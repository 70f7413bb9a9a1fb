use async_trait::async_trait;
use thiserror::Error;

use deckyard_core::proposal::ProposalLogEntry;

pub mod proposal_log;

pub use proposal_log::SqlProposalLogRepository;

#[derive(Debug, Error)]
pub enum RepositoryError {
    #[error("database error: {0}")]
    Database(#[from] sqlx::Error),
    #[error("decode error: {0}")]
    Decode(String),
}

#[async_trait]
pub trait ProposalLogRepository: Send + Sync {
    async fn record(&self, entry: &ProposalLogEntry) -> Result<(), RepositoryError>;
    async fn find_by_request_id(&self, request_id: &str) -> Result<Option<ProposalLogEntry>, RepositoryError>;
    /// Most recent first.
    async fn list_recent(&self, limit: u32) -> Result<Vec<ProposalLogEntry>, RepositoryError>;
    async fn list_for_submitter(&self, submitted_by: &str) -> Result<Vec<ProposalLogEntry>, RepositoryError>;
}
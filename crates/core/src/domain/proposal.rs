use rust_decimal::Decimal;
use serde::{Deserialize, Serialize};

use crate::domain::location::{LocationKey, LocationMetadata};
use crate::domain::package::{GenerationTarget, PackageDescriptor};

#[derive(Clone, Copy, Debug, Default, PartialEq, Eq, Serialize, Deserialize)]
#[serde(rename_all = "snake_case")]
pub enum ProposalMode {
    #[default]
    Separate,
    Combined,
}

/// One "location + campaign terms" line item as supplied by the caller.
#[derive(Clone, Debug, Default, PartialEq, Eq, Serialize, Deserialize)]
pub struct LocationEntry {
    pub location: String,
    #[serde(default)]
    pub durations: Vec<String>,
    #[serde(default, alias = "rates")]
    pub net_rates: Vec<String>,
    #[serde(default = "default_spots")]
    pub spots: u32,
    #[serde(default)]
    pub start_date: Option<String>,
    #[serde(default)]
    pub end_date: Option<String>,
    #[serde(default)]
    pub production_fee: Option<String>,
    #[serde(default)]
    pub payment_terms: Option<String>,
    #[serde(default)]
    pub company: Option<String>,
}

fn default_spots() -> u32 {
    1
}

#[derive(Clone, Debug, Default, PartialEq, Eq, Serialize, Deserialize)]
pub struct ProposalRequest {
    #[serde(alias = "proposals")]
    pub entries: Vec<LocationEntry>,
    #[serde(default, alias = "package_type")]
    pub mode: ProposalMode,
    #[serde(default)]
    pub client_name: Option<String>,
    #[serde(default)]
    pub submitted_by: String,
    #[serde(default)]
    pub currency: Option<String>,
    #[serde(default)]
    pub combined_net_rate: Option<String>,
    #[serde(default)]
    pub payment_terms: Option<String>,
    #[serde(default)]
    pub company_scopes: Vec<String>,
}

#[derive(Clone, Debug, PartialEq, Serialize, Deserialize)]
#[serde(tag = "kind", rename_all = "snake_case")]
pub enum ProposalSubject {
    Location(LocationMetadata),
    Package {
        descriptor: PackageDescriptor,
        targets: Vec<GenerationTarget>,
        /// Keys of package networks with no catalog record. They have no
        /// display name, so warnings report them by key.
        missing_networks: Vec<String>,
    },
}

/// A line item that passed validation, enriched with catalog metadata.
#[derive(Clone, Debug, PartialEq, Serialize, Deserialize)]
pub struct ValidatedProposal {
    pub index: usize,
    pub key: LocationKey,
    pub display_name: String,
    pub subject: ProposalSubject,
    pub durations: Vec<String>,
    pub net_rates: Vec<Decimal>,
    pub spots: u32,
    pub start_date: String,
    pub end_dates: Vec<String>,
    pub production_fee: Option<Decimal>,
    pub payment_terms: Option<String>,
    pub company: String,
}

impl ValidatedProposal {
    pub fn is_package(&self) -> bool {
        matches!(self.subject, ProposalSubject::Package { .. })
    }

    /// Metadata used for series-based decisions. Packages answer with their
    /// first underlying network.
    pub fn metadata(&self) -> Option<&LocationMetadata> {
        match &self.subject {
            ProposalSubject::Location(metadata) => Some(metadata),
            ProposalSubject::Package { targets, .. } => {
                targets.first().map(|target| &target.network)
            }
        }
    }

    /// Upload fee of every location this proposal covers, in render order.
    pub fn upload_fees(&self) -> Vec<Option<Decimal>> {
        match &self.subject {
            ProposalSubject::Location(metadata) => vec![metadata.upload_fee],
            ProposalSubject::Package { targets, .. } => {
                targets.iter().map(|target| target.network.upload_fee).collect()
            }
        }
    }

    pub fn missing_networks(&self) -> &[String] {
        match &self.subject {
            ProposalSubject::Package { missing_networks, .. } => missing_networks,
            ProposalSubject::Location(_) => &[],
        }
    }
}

---

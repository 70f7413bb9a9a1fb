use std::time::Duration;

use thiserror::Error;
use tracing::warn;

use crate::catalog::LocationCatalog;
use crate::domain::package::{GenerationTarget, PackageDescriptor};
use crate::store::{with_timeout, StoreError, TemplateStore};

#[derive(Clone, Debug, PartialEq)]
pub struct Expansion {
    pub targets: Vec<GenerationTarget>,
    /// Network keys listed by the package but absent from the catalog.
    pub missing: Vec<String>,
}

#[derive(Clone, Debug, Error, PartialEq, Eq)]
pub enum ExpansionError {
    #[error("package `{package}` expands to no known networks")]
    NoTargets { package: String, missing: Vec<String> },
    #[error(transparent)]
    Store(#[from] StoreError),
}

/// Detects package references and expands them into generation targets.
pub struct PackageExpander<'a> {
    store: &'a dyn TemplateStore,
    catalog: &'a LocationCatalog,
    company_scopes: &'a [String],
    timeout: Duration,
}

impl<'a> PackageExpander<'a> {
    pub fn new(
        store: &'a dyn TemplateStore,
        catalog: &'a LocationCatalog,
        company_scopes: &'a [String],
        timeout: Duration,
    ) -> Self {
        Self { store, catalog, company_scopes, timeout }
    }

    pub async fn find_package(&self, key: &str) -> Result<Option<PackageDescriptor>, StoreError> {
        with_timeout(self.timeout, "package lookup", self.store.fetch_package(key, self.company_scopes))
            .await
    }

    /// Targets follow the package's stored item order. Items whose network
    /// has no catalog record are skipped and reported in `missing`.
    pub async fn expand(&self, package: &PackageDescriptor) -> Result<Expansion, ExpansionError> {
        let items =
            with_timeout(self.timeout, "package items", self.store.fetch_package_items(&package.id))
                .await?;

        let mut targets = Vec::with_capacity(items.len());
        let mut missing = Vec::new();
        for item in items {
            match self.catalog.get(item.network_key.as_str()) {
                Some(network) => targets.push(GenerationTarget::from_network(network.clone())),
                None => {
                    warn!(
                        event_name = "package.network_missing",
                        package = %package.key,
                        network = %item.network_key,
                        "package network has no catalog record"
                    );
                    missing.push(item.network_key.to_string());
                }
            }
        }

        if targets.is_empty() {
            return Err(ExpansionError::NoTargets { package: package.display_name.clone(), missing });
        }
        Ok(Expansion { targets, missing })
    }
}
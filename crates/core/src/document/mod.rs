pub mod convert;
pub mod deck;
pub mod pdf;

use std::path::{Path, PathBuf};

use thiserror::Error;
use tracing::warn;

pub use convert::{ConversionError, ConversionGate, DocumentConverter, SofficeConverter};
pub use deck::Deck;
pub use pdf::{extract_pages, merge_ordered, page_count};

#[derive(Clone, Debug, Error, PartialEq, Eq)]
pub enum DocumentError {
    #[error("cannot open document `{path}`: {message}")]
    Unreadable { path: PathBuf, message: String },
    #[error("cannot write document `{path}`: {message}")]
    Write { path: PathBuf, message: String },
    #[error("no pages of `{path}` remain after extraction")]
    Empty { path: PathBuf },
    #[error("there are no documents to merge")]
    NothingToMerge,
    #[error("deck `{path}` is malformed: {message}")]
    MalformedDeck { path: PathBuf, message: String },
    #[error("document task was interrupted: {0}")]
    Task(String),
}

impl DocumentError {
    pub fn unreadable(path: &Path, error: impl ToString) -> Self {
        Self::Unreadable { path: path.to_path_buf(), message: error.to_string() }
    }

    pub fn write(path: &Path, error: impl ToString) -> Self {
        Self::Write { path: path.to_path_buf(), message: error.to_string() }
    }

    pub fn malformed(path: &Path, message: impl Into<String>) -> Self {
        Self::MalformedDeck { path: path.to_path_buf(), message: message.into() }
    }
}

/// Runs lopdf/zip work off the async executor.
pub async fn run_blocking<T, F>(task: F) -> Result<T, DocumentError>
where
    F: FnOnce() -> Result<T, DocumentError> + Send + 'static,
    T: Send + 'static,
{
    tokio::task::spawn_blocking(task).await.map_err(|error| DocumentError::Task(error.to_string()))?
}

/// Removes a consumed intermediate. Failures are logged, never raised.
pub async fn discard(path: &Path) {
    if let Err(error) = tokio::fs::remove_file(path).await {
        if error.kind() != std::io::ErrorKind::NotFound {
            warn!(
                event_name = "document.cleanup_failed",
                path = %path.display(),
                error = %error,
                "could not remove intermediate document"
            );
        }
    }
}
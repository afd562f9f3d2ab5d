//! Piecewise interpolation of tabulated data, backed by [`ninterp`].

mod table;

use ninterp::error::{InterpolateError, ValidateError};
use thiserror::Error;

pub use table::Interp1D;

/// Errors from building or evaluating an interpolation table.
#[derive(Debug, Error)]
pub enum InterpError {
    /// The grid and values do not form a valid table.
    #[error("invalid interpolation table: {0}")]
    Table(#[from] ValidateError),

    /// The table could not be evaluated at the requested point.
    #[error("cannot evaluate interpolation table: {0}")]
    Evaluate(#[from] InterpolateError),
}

==

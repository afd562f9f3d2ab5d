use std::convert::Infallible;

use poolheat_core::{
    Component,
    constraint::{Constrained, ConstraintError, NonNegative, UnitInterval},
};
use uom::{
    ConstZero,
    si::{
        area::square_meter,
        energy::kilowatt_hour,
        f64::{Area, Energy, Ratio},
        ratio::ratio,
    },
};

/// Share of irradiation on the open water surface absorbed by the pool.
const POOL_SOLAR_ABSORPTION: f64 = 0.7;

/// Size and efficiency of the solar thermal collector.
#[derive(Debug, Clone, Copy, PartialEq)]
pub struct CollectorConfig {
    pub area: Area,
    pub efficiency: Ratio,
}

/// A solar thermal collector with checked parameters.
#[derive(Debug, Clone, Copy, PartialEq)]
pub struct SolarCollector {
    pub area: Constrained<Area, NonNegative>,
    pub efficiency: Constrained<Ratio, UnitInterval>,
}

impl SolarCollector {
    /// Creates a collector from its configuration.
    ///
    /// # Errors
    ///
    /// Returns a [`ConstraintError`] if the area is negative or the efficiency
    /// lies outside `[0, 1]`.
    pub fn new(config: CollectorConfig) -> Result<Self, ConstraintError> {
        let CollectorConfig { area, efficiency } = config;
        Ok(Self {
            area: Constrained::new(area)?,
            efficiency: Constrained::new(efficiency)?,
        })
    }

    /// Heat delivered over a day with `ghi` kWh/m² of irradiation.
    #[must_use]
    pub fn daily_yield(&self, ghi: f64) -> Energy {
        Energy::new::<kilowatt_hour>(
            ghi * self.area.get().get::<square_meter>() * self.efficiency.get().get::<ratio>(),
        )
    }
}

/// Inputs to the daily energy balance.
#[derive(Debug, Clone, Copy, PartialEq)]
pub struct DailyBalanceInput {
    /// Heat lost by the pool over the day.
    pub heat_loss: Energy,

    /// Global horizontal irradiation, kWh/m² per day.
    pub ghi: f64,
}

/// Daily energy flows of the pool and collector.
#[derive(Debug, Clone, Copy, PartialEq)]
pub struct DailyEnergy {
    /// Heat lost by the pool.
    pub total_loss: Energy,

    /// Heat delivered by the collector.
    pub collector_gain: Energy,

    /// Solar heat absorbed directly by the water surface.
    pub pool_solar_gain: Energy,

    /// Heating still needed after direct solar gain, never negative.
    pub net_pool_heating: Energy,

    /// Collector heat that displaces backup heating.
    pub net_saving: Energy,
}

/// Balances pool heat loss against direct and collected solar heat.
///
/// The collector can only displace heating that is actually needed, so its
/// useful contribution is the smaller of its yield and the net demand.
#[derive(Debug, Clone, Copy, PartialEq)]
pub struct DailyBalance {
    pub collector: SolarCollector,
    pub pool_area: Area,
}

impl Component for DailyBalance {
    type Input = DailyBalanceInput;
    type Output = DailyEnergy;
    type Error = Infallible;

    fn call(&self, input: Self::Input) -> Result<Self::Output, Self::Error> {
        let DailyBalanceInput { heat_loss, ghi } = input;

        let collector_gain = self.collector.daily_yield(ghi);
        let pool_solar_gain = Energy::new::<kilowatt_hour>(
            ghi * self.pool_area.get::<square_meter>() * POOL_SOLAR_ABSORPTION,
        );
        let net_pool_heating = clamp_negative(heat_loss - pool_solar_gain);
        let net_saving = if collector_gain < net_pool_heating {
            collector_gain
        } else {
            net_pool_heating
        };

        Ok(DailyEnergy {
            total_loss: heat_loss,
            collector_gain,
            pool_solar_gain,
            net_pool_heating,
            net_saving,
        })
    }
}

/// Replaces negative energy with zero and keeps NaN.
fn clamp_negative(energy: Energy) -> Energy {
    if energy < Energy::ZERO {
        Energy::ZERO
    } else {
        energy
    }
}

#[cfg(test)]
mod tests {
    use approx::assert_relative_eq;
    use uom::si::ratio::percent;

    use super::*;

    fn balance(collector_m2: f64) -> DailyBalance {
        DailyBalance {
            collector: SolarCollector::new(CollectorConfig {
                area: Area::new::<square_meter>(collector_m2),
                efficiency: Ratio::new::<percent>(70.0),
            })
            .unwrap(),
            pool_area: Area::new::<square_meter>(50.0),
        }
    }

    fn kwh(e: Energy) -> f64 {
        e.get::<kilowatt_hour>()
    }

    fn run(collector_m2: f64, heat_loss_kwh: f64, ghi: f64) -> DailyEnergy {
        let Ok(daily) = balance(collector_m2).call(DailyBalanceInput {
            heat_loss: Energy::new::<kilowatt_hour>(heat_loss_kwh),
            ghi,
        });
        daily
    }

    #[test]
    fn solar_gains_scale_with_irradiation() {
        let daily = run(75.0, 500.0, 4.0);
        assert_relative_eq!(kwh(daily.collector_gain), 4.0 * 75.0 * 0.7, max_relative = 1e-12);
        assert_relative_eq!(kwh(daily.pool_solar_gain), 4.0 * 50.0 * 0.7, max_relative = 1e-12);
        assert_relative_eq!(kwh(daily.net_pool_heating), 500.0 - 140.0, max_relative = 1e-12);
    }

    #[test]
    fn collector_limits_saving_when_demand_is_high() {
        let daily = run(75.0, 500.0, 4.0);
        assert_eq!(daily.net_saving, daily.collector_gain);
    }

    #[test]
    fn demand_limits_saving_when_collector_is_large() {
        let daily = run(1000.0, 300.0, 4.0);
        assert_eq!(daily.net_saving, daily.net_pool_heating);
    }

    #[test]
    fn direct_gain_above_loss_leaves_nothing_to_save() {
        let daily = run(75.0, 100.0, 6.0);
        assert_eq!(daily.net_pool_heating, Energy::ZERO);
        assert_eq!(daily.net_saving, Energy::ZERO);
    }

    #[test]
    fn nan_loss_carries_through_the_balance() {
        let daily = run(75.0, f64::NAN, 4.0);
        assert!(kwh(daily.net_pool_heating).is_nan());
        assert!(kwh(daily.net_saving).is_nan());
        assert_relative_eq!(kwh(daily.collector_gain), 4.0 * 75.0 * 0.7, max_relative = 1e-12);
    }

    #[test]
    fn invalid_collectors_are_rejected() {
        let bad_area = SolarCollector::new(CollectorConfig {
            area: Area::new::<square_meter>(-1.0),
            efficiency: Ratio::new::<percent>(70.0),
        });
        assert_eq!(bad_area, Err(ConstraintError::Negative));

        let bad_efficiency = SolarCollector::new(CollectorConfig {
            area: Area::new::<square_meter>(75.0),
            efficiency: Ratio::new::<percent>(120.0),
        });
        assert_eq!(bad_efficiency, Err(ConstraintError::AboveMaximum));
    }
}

— Problem description —
Return each line from the data where the string "tokio" can be found.

— Solution for this exercise —
    tokio::task::spawn_blocking(task).await.map_err(|error| DocumentError::Task(error.to_string()))?
    if let Err(error) = tokio::fs::remove_file(path).await {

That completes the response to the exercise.